▸ **INSTRUCTIONS TO FOLLOW**
I'd like every line in the following listing that holds "NewMapping" copied.

▸ **DATA FOR THIS EXERCISE**
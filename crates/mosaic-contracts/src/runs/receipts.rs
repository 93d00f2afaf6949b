use std::path::Path;

use serde::{Deserialize, Serialize};
use serde_json::{Map, Value};

pub const RECEIPT_SCHEMA_VERSION: u64 = 1;

/// What was submitted in one batch, independent of the provider's own
/// request format.
#[derive(Debug, Clone, PartialEq, Serialize, Deserialize)]
pub struct BatchSubmission {
    pub batch_index: usize,
    pub provider: String,
    pub model: String,
    pub image_count: usize,
    pub first_image_index: usize,
    pub has_base_image: bool,
    pub payload_bytes: usize,
    pub budget_bytes: usize,
}

pub fn build_receipt(
    submission: &BatchSubmission,
    provider_request: &Map<String, Value>,
    provider_response: &Map<String, Value>,
    warnings: &[String],
    receipt_path: &Path,
    result_metadata: &Map<String, Value>,
) -> Value {
    let mut root = Map::new();
    root.insert(
        "schema_version".to_string(),
        Value::Number(RECEIPT_SCHEMA_VERSION.into()),
    );
    root.insert(
        "submission".to_string(),
        serde_json::to_value(submission).unwrap_or(Value::Null),
    );
    root.insert(
        "provider_request".to_string(),
        sanitize_payload(&Value::Object(provider_request.clone())),
    );
    root.insert(
        "provider_response".to_string(),
        sanitize_payload(&Value::Object(provider_response.clone())),
    );
    root.insert(
        "warnings".to_string(),
        Value::Array(warnings.iter().cloned().map(Value::String).collect()),
    );

    let mut artifacts = Map::new();
    artifacts.insert(
        "receipt_path".to_string(),
        Value::String(receipt_path.to_string_lossy().to_string()),
    );
    root.insert("artifacts".to_string(), Value::Object(artifacts));
    root.insert(
        "result_metadata".to_string(),
        sanitize_payload(&Value::Object(result_metadata.clone())),
    );
    Value::Object(root)
}

pub fn write_receipt(path: &Path, payload: &Value) -> anyhow::Result<()> {
    if let Some(parent) = path.parent() {
        std::fs::create_dir_all(parent)?;
    }
    std::fs::write(path, serde_json::to_string_pretty(payload)?)?;
    Ok(())
}

/// Replaces inline image payloads with a placeholder so receipts stay small.
pub fn sanitize_payload(value: &Value) -> Value {
    match value {
        Value::Null => Value::Null,
        Value::Bool(_) | Value::Number(_) | Value::String(_) => value.clone(),
        Value::Array(rows) => Value::Array(rows.iter().map(sanitize_payload).collect()),
        Value::Object(map) => {
            let mut out = Map::new();
            for (key, row) in map {
                let lowered = key.to_ascii_lowercase();
                if matches!(
                    lowered.as_str(),
                    "data" | "imageurl" | "image_url" | "image_bytes"
                ) && row.is_string()
                {
                    out.insert(key.clone(), Value::String("<omitted>".to_string()));
                    continue;
                }
                out.insert(key.clone(), sanitize_payload(row));
            }
            Value::Object(out)
        }
    }
}
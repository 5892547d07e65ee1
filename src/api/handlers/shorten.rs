//! Handler for URL shortening endpoint.

use axum::{Json, extract::State, extract::rejection::JsonRejection};
use validator::Validate;

use crate::api::dto::shorten::{ShortenRequest, ShortenResponse};
use crate::error::AppError;
use crate::state::AppState;

/// Creates a short code for a destination URL.
///
/// # Endpoint
///
/// `POST /shorten`
///
/// # Request Body
///
/// ```json
/// { "destinationUrl": "https://example.com/some/long/path" }
/// ```
///
/// # Response
///
/// ```json
/// { "shortUrl": "aB3xY9kQ" }
/// ```
///
/// The mapping expires after the configured default number of days.
///
/// # Errors
///
/// - 400 if `destinationUrl` is missing, empty or not an http/https URL
/// - 500 if the store fails or no free code is found within the retry bound
pub async fn shorten_handler(
    State(state): State<AppState>,
    payload: Result<Json<ShortenRequest>, JsonRejection>,
) -> Result<Json<ShortenResponse>, AppError> {
    let Json(payload) = payload?;
    payload.validate()?;

    let mapping = state
        .mapping_service
        .shorten(&payload.destination_url)
        .await?;

    Ok(Json(ShortenResponse {
        short_url: mapping.short_code,
    }))
}
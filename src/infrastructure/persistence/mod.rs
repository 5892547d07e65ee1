//! Mapping store implementations.
//!
//! - [`PgMappingRepository`] - PostgreSQL storage via SQLx
//! - [`InMemoryMappingRepository`] - Process-local storage for development and tests

pub mod memory_mapping_repository;
pub mod pg_mapping_repository;

pub use memory_mapping_repository::InMemoryMappingRepository;
pub use pg_mapping_repository::PgMappingRepository;
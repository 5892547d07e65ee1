//! DTOs for the destination and expiry update endpoints.

use serde::{Deserialize, Serialize};
use serde_with::{DisplayFromStr, PickFirst, serde_as};
use validator::Validate;

use crate::application::services::MAX_EXPIRY_DAYS;

/// Request body for `PUT /update`.
#[derive(Debug, Deserialize, Validate)]
#[serde(rename_all = "camelCase")]
pub struct UpdateDestinationRequest {
    #[serde(default)]
    #[validate(length(min = 1, message = "shortUrl is required"))]
    pub short_url: String,

    #[serde(default)]
    #[validate(length(min = 1, message = "destinationUrl is required"))]
    pub destination_url: String,
}

/// Request body for `PUT /expiry`.
///
/// `daysToAdd` accepts a JSON integer or a numeric string (`10` or `"10"`).
#[serde_as]
#[derive(Debug, Deserialize, Validate)]
#[serde(rename_all = "camelCase")]
pub struct ExtendExpiryRequest {
    #[serde(default)]
    #[validate(length(min = 1, message = "shortUrl is required"))]
    pub short_url: String,

    #[serde_as(as = "Option<PickFirst<(_, DisplayFromStr)>>")]
    #[serde(default)]
    #[validate(
        required(message = "daysToAdd is required"),
        range(min = 1, max = MAX_EXPIRY_DAYS, message = "daysToAdd must be a positive number of days")
    )]
    pub days_to_add: Option<i64>,
}

/// Response body shared by `PUT /update` and `PUT /expiry`.
#[derive(Debug, Serialize)]
pub struct UpdatedResponse {
    pub updated: bool,
}

#[cfg(test)]
mod tests {
    use super::*;
    use serde_json::json;

    #[test]
    fn test_days_to_add_accepts_number_and_string() {
        let from_number: ExtendExpiryRequest =
            serde_json::from_value(json!({ "shortUrl": "abc", "daysToAdd": 10 })).unwrap();
        let from_string: ExtendExpiryRequest =
            serde_json::from_value(json!({ "shortUrl": "abc", "daysToAdd": "10" })).unwrap();

        assert_eq!(from_number.days_to_add, Some(10));
        assert_eq!(from_string.days_to_add, Some(10));
    }

    #[test]
    fn test_days_to_add_missing_fails_validation() {
        let request: ExtendExpiryRequest =
            serde_json::from_value(json!({ "shortUrl": "abc" })).unwrap();
        assert!(request.days_to_add.is_none());
        assert!(request.validate().is_err());
    }

    #[test]
    fn test_days_to_add_negative_fails_validation() {
        let request: ExtendExpiryRequest =
            serde_json::from_value(json!({ "shortUrl": "abc", "daysToAdd": -3 })).unwrap();
        assert!(request.validate().is_err());
    }

    #[test]
    fn test_update_request_camel_case() {
        let request: UpdateDestinationRequest = serde_json::from_value(
            json!({ "shortUrl": "abc123", "destinationUrl": "https://new.com" }),
        )
        .unwrap();
        assert_eq!(request.short_url, "abc123");
        assert_eq!(request.destination_url, "https://new.com");
        assert!(request.validate().is_ok());
    }
}
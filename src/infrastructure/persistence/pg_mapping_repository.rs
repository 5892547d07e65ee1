//! PostgreSQL implementation of the mapping repository.

use async_trait::async_trait;
use chrono::{DateTime, Utc};
use sqlx::PgPool;
use std::sync::Arc;
use tracing::instrument;

use crate::domain::entities::{NewMapping, UrlMapping};
use crate::domain::repositories::{MappingRepository, StoreError};
use crate::utils::db_error::is_unique_violation_on_code;

/// PostgreSQL repository for URL mappings.
///
/// Each method is a single statement, so every operation is atomic on its own.
/// Uniqueness of `short_code` comes from the table's primary key.
pub struct PgMappingRepository {
    pool: Arc<PgPool>,
}

impl PgMappingRepository {
    /// Creates a new repository with a database connection pool.
    pub fn new(pool: Arc<PgPool>) -> Self {
        Self { pool }
    }
}

#[async_trait]
impl MappingRepository for PgMappingRepository {
    #[instrument(skip(self, new_mapping), fields(short_code = %new_mapping.short_code))]
    async fn insert(&self, new_mapping: NewMapping) -> Result<UrlMapping, StoreError> {
        sqlx::query_as::<_, UrlMapping>(
            r#"
            INSERT INTO url_mappings (short_code, destination_url, expires_at)
            VALUES ($1, $2, $3)
            RETURNING short_code, destination_url, expires_at, created_at, updated_at
            "#,
        )
        .bind(&new_mapping.short_code)
        .bind(&new_mapping.destination_url)
        .bind(new_mapping.expires_at)
        .fetch_one(self.pool.as_ref())
        .await
        .map_err(|e| {
            if is_unique_violation_on_code(&e) {
                StoreError::Duplicate
            } else {
                StoreError::Database(e)
            }
        })
    }

    #[instrument(skip(self))]
    async fn find_by_code(&self, short_code: &str) -> Result<Option<UrlMapping>, StoreError> {
        let row = sqlx::query_as::<_, UrlMapping>(
            r#"
            SELECT short_code, destination_url, expires_at, created_at, updated_at
            FROM url_mappings
            WHERE short_code = $1
            "#,
        )
        .bind(short_code)
        .fetch_optional(self.pool.as_ref())
        .await?;

        Ok(row)
    }

    #[instrument(skip(self))]
    async fn update_destination(
        &self,
        short_code: &str,
        destination_url: &str,
    ) -> Result<bool, StoreError> {
        let result = sqlx::query(
            r#"
            UPDATE url_mappings
            SET destination_url = $2, updated_at = NOW()
            WHERE short_code = $1
            "#,
        )
        .bind(short_code)
        .bind(destination_url)
        .execute(self.pool.as_ref())
        .await?;

        Ok(result.rows_affected() > 0)
    }

    #[instrument(skip(self))]
    async fn set_expiry(
        &self,
        short_code: &str,
        expires_at: DateTime<Utc>,
    ) -> Result<bool, StoreError> {
        let result = sqlx::query(
            r#"
            UPDATE url_mappings
            SET expires_at = $2, updated_at = NOW()
            WHERE short_code = $1
            "#,
        )
        .bind(short_code)
        .bind(expires_at)
        .execute(self.pool.as_ref())
        .await?;

        Ok(result.rows_affected() > 0)
    }

    #[instrument(skip(self))]
    async fn delete_expired(&self, now: DateTime<Utc>) -> Result<u64, StoreError> {
        let result = sqlx::query("DELETE FROM url_mappings WHERE expires_at <= $1")
            .bind(now)
            .execute(self.pool.as_ref())
            .await?;

        Ok(result.rows_affected())
    }

    async fn ping(&self) -> Result<(), StoreError> {
        sqlx::query("SELECT 1").execute(self.pool.as_ref()).await?;
        Ok(())
    }
}
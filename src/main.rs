use linkspan::{config, server};
use tracing_subscriber::EnvFilter;

#[tokio::main]
async fn main() -> anyhow::Result<()> {
    dotenvy::dotenv().ok();

    let config = config::load_from_env()?;

    init_tracing(&config.log_level, &config.log_format);
    config.print_summary();

    server::run(config).await
}

fn init_tracing(log_level: &str, log_format: &str) {
    let filter = EnvFilter::try_from_default_env().unwrap_or_else(|_| EnvFilter::new(log_level));

    if log_format == "json" {
        tracing_subscriber::fmt()
            .json()
            .with_env_filter(filter)
            .with_current_span(true)
            .init();
    } else {
        tracing_subscriber::fmt().with_env_filter(filter).init();
    }
}
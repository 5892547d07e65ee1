//! Handler for short URL redirect.

use axum::{
    extract::{Path, State},
    http::{HeaderValue, StatusCode, header},
    response::{IntoResponse, Response},
};
use tracing::{debug, error};

use crate::error::AppError;
use crate::state::AppState;

/// Body returned for unknown short codes.
pub const NOT_FOUND_MESSAGE: &str = "URL not found";

/// Redirects a short code to its destination URL.
///
/// # Endpoint
///
/// `GET /{short_url}`
///
/// Returns 307 Temporary Redirect with the destination in `Location`.
/// Expiry is not enforced here; a mapping past its expiry still resolves
/// until it is purged.
///
/// # Errors
///
/// Returns 404 with the plain text body `URL not found` if the code is
/// unknown, and 500 if the store fails.
pub async fn redirect_handler(
    Path(short_url): Path<String>,
    State(state): State<AppState>,
) -> Result<Response, AppError> {
    let Some(destination) = state.mapping_service.resolve(&short_url).await? else {
        debug!(short_code = %short_url, "Short code not found");
        return Ok((StatusCode::NOT_FOUND, NOT_FOUND_MESSAGE).into_response());
    };

    let location = HeaderValue::try_from(destination.as_str()).map_err(|e| {
        error!(short_code = %short_url, error = %e, "Stored destination is not a valid Location header");
        AppError::persistence("Error while getting destination URL", None)
    })?;

    debug!(short_code = %short_url, destination = %destination, "Redirecting");

    Ok((StatusCode::TEMPORARY_REDIRECT, [(header::LOCATION, location)]).into_response())
}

▸ **ANSWER TO THIS PROBLEM**
use crate::domain::entities::{NewMapping, UrlMapping};
    async fn insert(&self, new_mapping: NewMapping) -> Result<UrlMapping, StoreError> {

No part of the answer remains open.